5.      Bagaimana cara menghormati guru ?
6.      Bagaimana cara menumbuhkan sifat ketawadlu’an ?







BAB II
TAWADLU’
A.    Pengertian Tawadlu’
Tawadlu' secara bahasa bermakna rendah terhadap sesuatu.[1] Sedangkan secara istilah adalah menampakkan perendahan hati kepada sesuatu yang diagungkan. Ada juga yang mengatakan tawadlu' adalah mengagungkan orang karena keutamaannya. Tawadlu' adalah menerima kebenaran dan tidak menentang hukum.[2]
Tawadlu' adalah akhlak yang mulia. Allah mencintai kaum-Nya yang lemah lembut dan merekapun mencintai-Nya. Allah SWT dalam firman-Nyamenyifati hamba yang dicintai-Nya;
أَذِلَّةٍ عَلَى الْمُؤْمِنِينَ أَعِزَّةٍ عَلَى الْكَافِرِينَ
“Yang bersikap lemah lembut terhadap orang yang mukmin, yang bersikap keras terhadap orang-orang kafir." (QS. al-Maidah 54)[3]
B.     Syarat Tawadlu’
Untuk mencapai tawadlu’ yang sesuai dengan syari’at islam harus memenuhi dua syarat;
       Pertama: Ikhlas karena Allah SWTsemata. Hal ini di pertegas dengan sabda Rasulullah SAW ;
وَمَا تَوَاضَعَ أَحَدٌ لِلَّهِ إِلَّا رَفَعَهُ اللَّهُ
"Tidaklah seseorang tawadhu' karena Allah, kecuali Allah akan angkat derajatnya." (HR. Muslim: 2588)

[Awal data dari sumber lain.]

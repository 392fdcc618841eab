//! Acoustic feature extraction: framed cepstral features (MFCC-style) and
//! modulation-spectrum analysis with log-frequency rebinning.
//!
//! Two independent branches share the framed spectral front end:
//! signal -> frames -> window -> power spectrum -> mel filterbank -> DCT
//! (cepstral coefficients), and signal -> spectrogram -> modulation FFT ->
//! summary / log-binned modulation spectrum.

/// Cepstral transform (mel projection, log compression, DCT).
pub mod cepstrum;
/// Stage configuration values with documented defaults.
pub mod config;
/// Error types shared by all pipeline stages.
pub mod error;
/// Overlap framing and window functions.
pub mod framing;
/// Tracing subscriber setup for the CLI.
pub mod logging;
/// Mel scale conversions and triangular filterbank construction.
pub mod mel;
/// Modulation-spectrum pipeline (spectrogram, modulation FFT, rebinning).
pub mod modulation;
/// Immutable input signal.
pub mod signal;
/// Per-frame power spectra.
pub mod spectral;

pub use config::{CepstralConfig, ModulationConfig};
pub use error::FeatureError;
pub use mel::FilterBank;
pub use modulation::{ModulationFeatures, ModulationSummary};
pub use signal::Signal;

Yang dimaksudkan di sini, Allah akan meninggikan derajatnya di dunia maupun di akhirat. Di dunia, orang akan menganggapnya mulia, Allah pun akanmemuliakan dirinya di tengah-tengah manusia, dan kedudukannya akhirnya semakin mulia.[4]

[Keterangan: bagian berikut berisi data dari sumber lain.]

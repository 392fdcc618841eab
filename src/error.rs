use thiserror::Error;

/// Errors surfaced by pipeline stages.
///
/// Validation fails at the entry of the stage that owns the parameter; a
/// failing stage yields no partial output. Numeric flooring (replacing zero
/// magnitudes so downstream logs and divisions stay defined) is applied
/// silently and is never an error.
#[derive(Debug, Error)]
pub enum FeatureError {
    /// A stage precondition on a configuration value is violated.
    #[error("Invalid parameter `{param}` in {stage}: {message}")]
    InvalidParameter {
        stage: &'static str,
        param: &'static str,
        message: String,
    },
    /// Every filter in the bank collapsed to zero width.
    #[error("Degenerate filterbank: {detail}")]
    DegenerateFilter { detail: String },
}

impl FeatureError {
    pub(crate) fn invalid(
        stage: &'static str,
        param: &'static str,
        message: impl Into<String>,
    ) -> Self {
        Self::InvalidParameter {
            stage,
            param,
            message: message.into(),
        }
    }
}
//! End-to-end pipeline properties on silence and pure tones.

use modspec::{CepstralConfig, ModulationConfig, Signal, cepstrum, modulation};
use modspec::framing::frame_signal;
use modspec::mel::{FilterBank, MEL_FLOOR};
use modspec::spectral::{POWER_FLOOR, power_spectra};

fn sine(rate: u32, freq: f64, len: usize) -> Signal {
    let samples: Vec<f64> = (0..len)
        .map(|i| (2.0 * std::f64::consts::PI * freq * i as f64 / rate as f64).sin())
        .collect();
    Signal::new(samples, rate).unwrap()
}

#[test]
fn one_second_of_silence_stays_at_the_floors() {
    let signal = Signal::new(vec![0.0; 44_100], 44_100).unwrap();
    let config = CepstralConfig::default();

    let frames = frame_signal(signal.samples(), config.frame_len, config.overlap).unwrap();
    let power = power_spectra(&frames, config.nfft).unwrap();
    assert!(power.iter().flatten().all(|&p| p == POWER_FLOOR));

    let bank = FilterBank::new(
        signal.sample_rate(),
        config.nfft,
        config.filter_num,
        config.low_freq,
        config.high_freq,
    )
    .unwrap();
    let mel = bank.project(&power);
    assert!(mel.iter().flatten().all(|&m| m == MEL_FLOOR));

    let ceps = cepstrum::extract(&signal, &config).unwrap();
    assert!(ceps.iter().flatten().all(|c| c.is_finite()));
    // A mel spectrum constant across filters keeps only the first
    // coefficient.
    for row in &ceps {
        assert!(row[0] < 0.0);
        for &c in &row[1..] {
            assert!(c.abs() < 1e-6);
        }
    }
}

#[test]
fn pure_tone_peaks_at_the_nearest_bin() {
    // f = 4 * rate / NFFT, fully contained in a single 64-sample frame.
    let rate = 44_100u32;
    let nfft = 64usize;
    let freq = 4.0 * rate as f64 / nfft as f64;
    let signal = sine(rate, freq, nfft);
    let frames = frame_signal(signal.samples(), nfft, 0).unwrap();
    assert_eq!(frames.len(), 1);
    let power = power_spectra(&frames, nfft).unwrap();
    // The stored spectrum is the reference's inverted form, so the
    // spectral peak is the minimum entry.
    let peak = power[0]
        .iter()
        .enumerate()
        .min_by(|a, b| a.1.partial_cmp(b.1).unwrap())
        .map(|(i, _)| i)
        .unwrap();
    assert_eq!(peak, 4);
}

#[test]
fn default_configs_produce_the_documented_shapes() {
    let signal = sine(44_100, 440.0, 44_100);

    let ceps = cepstrum::extract(&signal, &CepstralConfig::default()).unwrap();
    // 1 + ceil((44100 - 512) / 256) frames, ncoe + 1 coefficients each.
    assert_eq!(ceps.len(), 172);
    assert!(ceps.iter().all(|row| row.len() == 14));

    let features = modulation::extract(&signal, &ModulationConfig::default()).unwrap();
    assert_eq!(features.log_binned.len(), 48);
    assert!(features.log_binned.iter().all(|row| row.len() == 33));
    assert!(features.log_binned.iter().flatten().all(|v| v.is_finite()));
    assert_eq!(features.summary.mean.len(), 33);
}

#[test]
fn failing_stage_yields_no_partial_output() {
    let signal = sine(44_100, 440.0, 4_096);
    let config = ModulationConfig {
        min_freq: 500.0,
        max_freq: 344.0,
        ..ModulationConfig::default()
    };
    assert!(modulation::extract(&signal, &config).is_err());
}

       Kedua: Kemampuan dalam bertawadlu’ kepada Allah .
Rasulullah SAW bersabda:
مَنْ تَرَكَ اللِّبَاسَ تَوَاضُعًا لِلَّهِ وَهُوَ يَقْدِرُ عَلَيْهِ دَعَاهُ اللَّهُ يَوْمَ الْقِيَامَةِ عَلَى رُءُوسِ الْخَلَائِقِ حَتَّى يُخَيِّرَهُ مِنْ أَيِّ حُلَلِ الْإِيمَانِ شَاءَ يَلْبَسُهَا
"Barangsiapa yang meninggalkan pakaian karena tawadlu' kepada Allah padahal dia mampu, maka Allah akan memanggilnya pada hari kiamat di hadapan seluruh makhluk hingga Allah memberinya pilihan dari perhiasan penduduk surga, ia bisa memakainya sekehendaknya." [5]

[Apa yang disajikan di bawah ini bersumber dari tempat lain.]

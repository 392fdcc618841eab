//! Per-stage configuration values.
//!
//! Every config is an explicit immutable value passed per call; there is no
//! shared default instance. `Default` carries the documented defaults.

use serde::{Deserialize, Serialize};

/// Configuration for the cepstral branch (framing through DCT).
#[derive(Debug, Clone, PartialEq, Serialize, Deserialize)]
pub struct CepstralConfig {
    /// Samples per frame.
    pub frame_len: usize,
    /// Overlapping samples between adjacent frames. Must be < `frame_len`.
    pub overlap: usize,
    /// FFT size for the per-frame power spectrum.
    pub nfft: usize,
    /// Number of triangular mel filters.
    pub filter_num: usize,
    /// Lower edge of the mel anchor range, Hz.
    pub low_freq: f64,
    /// Upper edge of the mel anchor range, Hz.
    pub high_freq: f64,
    /// Retained cepstral coefficients are `0..=ncoe` (so `ncoe + 1` values).
    pub ncoe: usize,
}

impl Default for CepstralConfig {
    fn default() -> Self {
        Self {
            frame_len: 512,
            overlap: 256,
            nfft: 64,
            filter_num: 26,
            low_freq: 0.0,
            high_freq: 22_050.0,
            ncoe: 13,
        }
    }
}

/// Configuration for the modulation branch (spectrogram through log bins).
#[derive(Debug, Clone, PartialEq, Serialize, Deserialize)]
pub struct ModulationConfig {
    /// Spectrogram frame length and FFT size.
    pub nfft: usize,
    /// Overlap between spectrogram frames.
    pub overlap: usize,
    /// Remap spectrogram rows onto this many mel bands before the
    /// modulation FFT; `None` keeps the linear Hz rows.
    pub mel_bands: Option<usize>,
    /// Modulation FFT length along the time axis; each channel's time
    /// series is zero-padded or truncated to fit. `None` uses the
    /// spectrogram frame count.
    pub nsample: Option<usize>,
    /// Number of log-spaced output bins.
    pub nbin: usize,
    /// Lowest log-bin target frequency, Hz.
    pub min_freq: f64,
    /// Highest modulation frequency, Hz; also the top log-bin target.
    pub max_freq: f64,
}

impl Default for ModulationConfig {
    fn default() -> Self {
        Self {
            nfft: 64,
            overlap: 0,
            mel_bands: None,
            nsample: None,
            nbin: 48,
            min_freq: 1.0 / 60.0,
            max_freq: 344.0,
        }
    }
}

Maksud dari hadits di atas adalah pakaian yang bagus dan mahal di tinggalkan untuk mencapai tawadlu’ yang lebih mulia kepada Allah, maka Allah akan memberikan imbalan berupa panggilan pada hari kiamat di hadapan seluruh makhluk untuk memberinya pilihan dari perhiasan penduduk surga dan ia bisa memakai semaunya.
C.    Keutamaan Tawadlu’
Sifat yang terpuji menyimpan keutamaan. Hal ini sebagai pendorong bagi kita agar segera melakukan sifat tersebut. Keutamaan sifat tawadlu’ antara lain sebagai berkut;
1.      Menjalankan perintah Allah SWT
Dengan menjalankan tawadlu’ kita telah menjalankan salah satu peerintah Allah SWT. Allah SWT berfirman:
وَاخْفِضْ جَنَاحَكَ لِمَنِ اتَّبَعَكَ مِنَ الْمُؤْمِنِينَ
"Dan rendahkanlah dirimu terhadap orang-orang yang mengikutimu, yaitu orang-orang yang beriman. (QS. asy-Syu'aro: 215)[6]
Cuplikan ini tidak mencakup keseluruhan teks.